Sydney wins on icons: the Opera House, Bondi Beach, the Harbour Bridge. But Melbourne's laneways. Hosier Lane, Centre Place, Degraves Street. and its food scene in Fitzroy and Collingwood are genuinely better for a week-long stay. Most people who've been to both prefer Melbourne the second time around.
How do I get between Sydney's neighbourhoods cheaply?
Get an Opal card the moment you land. The T1 train line connects Central Station to the Inner West, and the Manly Ferry from Circular Quay is one of the world's great cheap experiences at about $8.70 each way. Taxis from the CBD to Newtown cost $18-25 depending on traffic.
Is the Great Barrier Reef worth staying in Cairns for?
Yes, but stay at least 3 nights. Day tours to the Outer Reef leave from Cairns Marina on Wharf Street and run $180-220 per person. The reef itself is best between June and October when visibility hits 20-30 metres and the stinger risk drops significantly.
What should I budget for a mid-range hotel in Australia?
Plan on $150-220/night for a solid mid-range room in Sydney or Melbourne. Brisbane and Perth run slightly cheaper at $130-190/night for comparable quality.

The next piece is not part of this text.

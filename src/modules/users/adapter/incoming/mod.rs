pub mod scheduler;
pub mod web;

Budget options exist from $75/night, but anything under $100 in Sydney's CBD usually means a shared bathroom or a room the size of a ferry cabin.
Which Australian city has the best food scene?
Melbourne, and it's not particularly close. The concentration of genuinely good restaurants along Gertrude Street in Fitzroy, Smith Street in Collingwood, and the St Kilda Esplanade market on Sundays is hard to beat. Sydney's best eating is in Surry Hills and Newtown, but the sheer density of quality in Melbourne wins.
Do I need a car to get around Australia's cities?
No, not in Sydney, Melbourne, or Brisbane. Perth is the exception: its public transport is patchy outside the CBD and Fremantle, and you'll want a car for anything south of the Swan River. In Sydney, the T2 and T3 train lines and the 333 bus to Bondi cover most tourist needs without a rental.
Are boutique hotels in Australia worth the premium over chains?
Often yes. The Art Series hotels in Melbourne and the Ovolo group in Sydney consistently outperform chains in the $150-220 range on service and design. For anything under $120/night, the YHA network is genuinely the best value in the country. Railway Square YHA in Haymarket is a good example of that done right.
What's the deal with Brisbane? Is it worth visiting?
Brisbane gets undersold constantly. South Bank is one of Australia's most liveable urban precincts: a free public pool on the Brisbane River, the Queensland Art Gallery and Gallery of Modern Art side by side on Melbourne Street, and 20+ restaurant options within a 10-minute walk. Hotel prices here run $50-80 cheaper per night than comparable Sydney addresses.
Which neighbourhoods should I avoid booking hotels in?
In Sydney, skip Kings Cross entirely for accommodation: the area has cleaned up but prices haven't dropped to reflect what you're actually getting. In Melbourne, avoid the Docklands for anything other than a conference stay. it's soulless after 6pm and 20 minutes walk from anything worth doing. In Cairns, the northern beaches strip looks good in photos but adds $30-50 to every taxi ride.
How far in advance should I book hotels in Australia?
For Sydney's New Year's Eve period (late December), book 6-9 months out or accept paying $400+ for a mid-range room. For the Melbourne Cup in early November, Flemington-area hotels sell out by July. Outside those specific events, 4-6 weeks is plenty for most Australian cities, though Perth fills up fast during the Australian Open of Golf in February.